Dataset entries
::::

// Copyright 2025 the Understory Authors
// SPDX-License-Identifier: Apache-2.0 OR MIT

//! Pages through a small deck of console "cards" with flip transitions.
//!
//! Run with `RUST_LOG=understory_paginator=trace` to see the paginator's own
//! events alongside the demo output.

use core::time::Duration;

use kurbo::Point;
use tracing_subscriber::EnvFilter;
use understory_paginator::{Flip, FlipFactory, FlipSide, PageView, Paginator, WrapMode};

#[derive(Debug)]
struct Card {
    title: &'static str,
    tappable: bool,
}

impl PageView for Card {
    fn set_tap_to_advance(&mut self, attached: bool) {
        self.tappable = attached;
    }
}

impl Flip for Card {
    fn start_flip(&self, incoming: &Self, side: FlipSide, duration: Duration) {
        tracing::info!(
            from = self.title,
            to = incoming.title,
            ?side,
            ms = duration.as_millis() as u64,
            "flip"
        );
    }
}

fn main() {
    tracing_subscriber::fmt()
        .with_env_filter(
            EnvFilter::try_from_default_env().unwrap_or_else(|_| EnvFilter::new("info")),
        )
        .init();

    let cards = ["Welcome", "Swipe", "Tap", "Done"]
        .into_iter()
        .map(|title| Card {
            title,
            tappable: false,
        })
        .collect::<Vec<_>>();

    let mut pager = Paginator::builder(cards)
        .wrap(WrapMode::Loop)
        .factory(FlipFactory::default())
        .listener(|| tracing::info!("reached the last card"))
        .build()
        .expect("four cards and a flip factory");
    pager.set_backward_duration(Duration::from_millis(250));

    // Two taps on the card holding the gesture.
    for t in [0_u64, 400] {
        let index = pager.cursor();
        pager.pointer_down(index, Point::new(40.0, 40.0), t);
        pager.pointer_up(index, Point::new(42.0, 41.0), t + 60);
    }

    pager.advance();
    pager.retreat();
    // The second of these wraps back to the first card.
    pager.advance();
    pager.advance();

    tracing::info!(
        current = pager.current_view().title,
        tappable = pager.current_view().tappable,
        "done"
    );
}
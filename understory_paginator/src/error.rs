// Copyright 2025 the Understory Authors
// SPDX-License-Identifier: Apache-2.0 OR MIT

//! Errors reported by [`Paginator`](crate::Paginator) and its builder.

use crate::Direction;

/// Coarse classification of a [`PaginatorError`].
#[derive(Copy, Clone, Debug, PartialEq, Eq, Hash)]
pub enum ErrorKind {
    /// The paginator could not be configured, typically because a default
    /// transition was requested without a [`TransitionFactory`](crate::TransitionFactory)
    /// to build it from.
    InvalidConfiguration,
    /// A caller supplied an argument that violates a precondition.
    InvalidArgument,
}

/// Error returned by fallible paginator operations.
///
/// Errors are reported before anything observable is mutated, so the paginator
/// is left exactly as it was when the call failed.
#[derive(Clone, Debug, PartialEq, Eq, thiserror::Error)]
pub enum PaginatorError {
    /// A paginator was asked to manage an empty sequence of views.
    #[error("a paginator needs at least one view")]
    EmptyViews,
    /// A cursor position outside of the view sequence was requested.
    #[error("cursor {index} is out of range for {len} views")]
    CursorOutOfRange {
        /// The rejected position.
        index: usize,
        /// Number of views at the time of the call.
        len: usize,
    },
    /// No transition was supplied for `direction` and no factory is available
    /// to build a default one.
    #[error("no {0} transition was supplied and no transition factory is available")]
    MissingTransition(Direction),
}

impl PaginatorError {
    /// Returns the coarse classification of this error.
    #[must_use]
    pub const fn kind(&self) -> ErrorKind {
        match self {
            Self::EmptyViews | Self::CursorOutOfRange { .. } => ErrorKind::InvalidArgument,
            Self::MissingTransition(_) => ErrorKind::InvalidConfiguration,
        }
    }
}
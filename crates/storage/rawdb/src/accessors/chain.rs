//! The header lookups consensus verification needs from the chain.

use super::{CanonicalReader, HeaderReader};
use crate::ChainStoreReader;
use alloy_primitives::B256;
use atlas_primitives::Header;

/// Header access for consensus engines, resolved against the canonical chain.
pub trait ChainHeaderReader: ChainStoreReader {
    /// Returns the current canonical head header.
    fn current_header(&self) -> Option<Header> {
        self.read_head_header()
    }

    /// Returns the header `(number, hash)`.
    fn get_header(&self, hash: B256, number: u64) -> Option<Header> {
        self.read_header(hash, number)
    }

    /// Returns the canonical header at `number`.
    fn get_header_by_number(&self, number: u64) -> Option<Header> {
        let hash = self.read_canonical_hash(number)?;
        self.read_header(hash, number)
    }

    /// Returns the header with the given hash.
    fn get_header_by_hash(&self, hash: B256) -> Option<Header> {
        let number = self.read_header_number(hash)?;
        self.read_header(hash, number)
    }
}

impl<T: ChainStoreReader + ?Sized> ChainHeaderReader for T {}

::::

[What is needed]
None of the lines above may be skipped. Transcribe each one exactly.

[Finished exercise]
// Copyright 2025 the Understory Authors
// SPDX-License-Identifier: Apache-2.0 OR MIT

//! Pages through a small deck of console "cards" with flip transitions.
//!
//! Run with `RUST_LOG=understory_paginator=trace` to see the paginator's own
//! events alongside the demo output.

use core::time::Duration;

use kurbo::Point;
use tracing_subscriber::EnvFilter;
use understory_paginator::{Flip, FlipFactory, FlipSide, PageView, Paginator, WrapMode};

#[derive(Debug)]
struct Card {
    title: &'static str,
    tappable: bool,
}

impl PageView for Card {
    fn set_tap_to_advance(&mut self, attached: bool) {
        self.tappable = attached;
    }
}

impl Flip for Card {
    fn start_flip(&self, incoming: &Self, side: FlipSide, duration: Duration) {
        tracing::info!(
            from = self.title,
            to = incoming.title,
            ?side,
            ms = duration.as_millis() as u64,
            "flip"
        );
    }
}

fn main() {
    tracing_subscriber::fmt()
        .with_env_filter(
            EnvFilter::try_from_default_env().unwrap_or_else(|_| EnvFilter::new("info")),
        )
        .init();

    let cards = ["Welcome", "Swipe", "Tap", "Done"]
        .into_iter()
        .map(|title| Card {
            title,
            tappable: false,
        })
        .collect::<Vec<_>>();

    let mut pager = Paginator::builder(cards)
        .wrap(WrapMode::Loop)
        .factory(FlipFactory::default())
        .listener(|| tracing::info!("reached the last card"))
        .build()
        .expect("four cards and a flip factory");
    pager.set_backward_duration(Duration::from_millis(250));

    // Two taps on the card holding the gesture.
    for t in [0_u64, 400] {
        let index = pager.cursor();
        pager.pointer_down(index, Point::new(40.0, 40.0), t);
        pager.pointer_up(index, Point::new(42.0, 41.0), t + 60);
    }

    pager.advance();
    pager.retreat();
    // The second of these wraps back to the first card.
    pager.advance();
    pager.advance();

    tracing::info!(
        current = pager.current_view().title,
        tappable = pager.current_view().tappable,
        "done"
    );
}
filename understory_paginator/src/error.rs
// Copyright 2025 the Understory Authors
// SPDX-License-Identifier: Apache-2.0 OR MIT

//! Errors reported by [`Paginator`](crate::Paginator) and its builder.

use crate::Direction;

/// Coarse classification of a [`PaginatorError`].
#[derive(Copy, Clone, Debug, PartialEq, Eq, Hash)]
pub enum ErrorKind {
    /// The paginator could not be configured, typically because a default
    /// transition was requested without a [`TransitionFactory`](crate::TransitionFactory)
    /// to build it from.
    InvalidConfiguration,
    /// A caller supplied an argument that violates a precondition.
    InvalidArgument,
}

/// Error returned by fallible paginator operations.
///
/// Errors are reported before anything observable is mutated, so the paginator
/// is left exactly as it was when the call failed.
#[derive(Clone, Debug, PartialEq, Eq, thiserror::Error)]
pub enum PaginatorError {
    /// A paginator was asked to manage an empty sequence of views.
    #[error("a paginator needs at least one view")]
    EmptyViews,
    /// A cursor position outside of the view sequence was requested.
    #[error("cursor {index} is out of range for {len} views")]
    CursorOutOfRange {
        /// The rejected position.
        index: usize,
        /// Number of views at the time of the call.
        len: usize,
    },
    /// No transition was supplied for `direction` and no factory is available
    /// to build a default one.
    #[error("no {0} transition was supplied and no transition factory is available")]
    MissingTransition(Direction),
}

impl PaginatorError {
    /// Returns the coarse classification of this error.
    #[must_use]
    pub const fn kind(&self) -> ErrorKind {
        match self {
            Self::EmptyViews | Self::CursorOutOfRange { .. } => ErrorKind::InvalidArgument,
            Self::MissingTransition(_) => ErrorKind::InvalidConfiguration,
        }
    }
}
filename crates/storage/rawdb/src/accessors/chain.rs
//! The header lookups consensus verification needs from the chain.

use super::{CanonicalReader, HeaderReader};
use crate::ChainStoreReader;
use alloy_primitives::B256;
use atlas_primitives::Header;

/// Header access for consensus engines, resolved against the canonical chain.
pub trait ChainHeaderReader: ChainStoreReader {
    /// Returns the current canonical head header.
    fn current_header(&self) -> Option<Header> {
        self.read_head_header()
    }

    /// Returns the header `(number, hash)`.
    fn get_header(&self, hash: B256, number: u64) -> Option<Header> {
        self.read_header(hash, number)
    }

    /// Returns the canonical header at `number`.
    fn get_header_by_number(&self, number: u64) -> Option<Header> {
        let hash = self.read_canonical_hash(number)?;
        self.read_header(hash, number)
    }

    /// Returns the header with the given hash.
    fn get_header_by_hash(&self, hash: B256) -> Option<Header> {
        let number = self.read_header_number(hash)?;
        self.read_header(hash, number)
    }
}

impl<T: ChainStoreReader + ?Sized> ChainHeaderReader for T {}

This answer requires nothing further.